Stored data
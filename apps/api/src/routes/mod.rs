pub mod health;
pub mod typeset;

use axum::{
    routing::{get, post},
    Router,
};

use crate::state::AppState;

pub fn build_router(state: AppState) -> Router {
    Router::new()
        .route("/health", get(health::health_handler))
        .route("/api/v1/typeset", post(typeset::handle_typeset))
        .route("/api/v1/classify", post(typeset::handle_classify))
        .route("/api/v1/keywords/match", post(typeset::handle_keyword_match))
        .route("/api/v1/keywords/density", post(typeset::handle_keyword_density))
        .with_state(state)
}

- [What you need to do]
Filter the entries down to the lines holding the string "state". Copy each of those lines.

- [Exercise solution]
use crate::state::AppState;
pub fn build_router(state: AppState) -> Router {
        .with_state(state)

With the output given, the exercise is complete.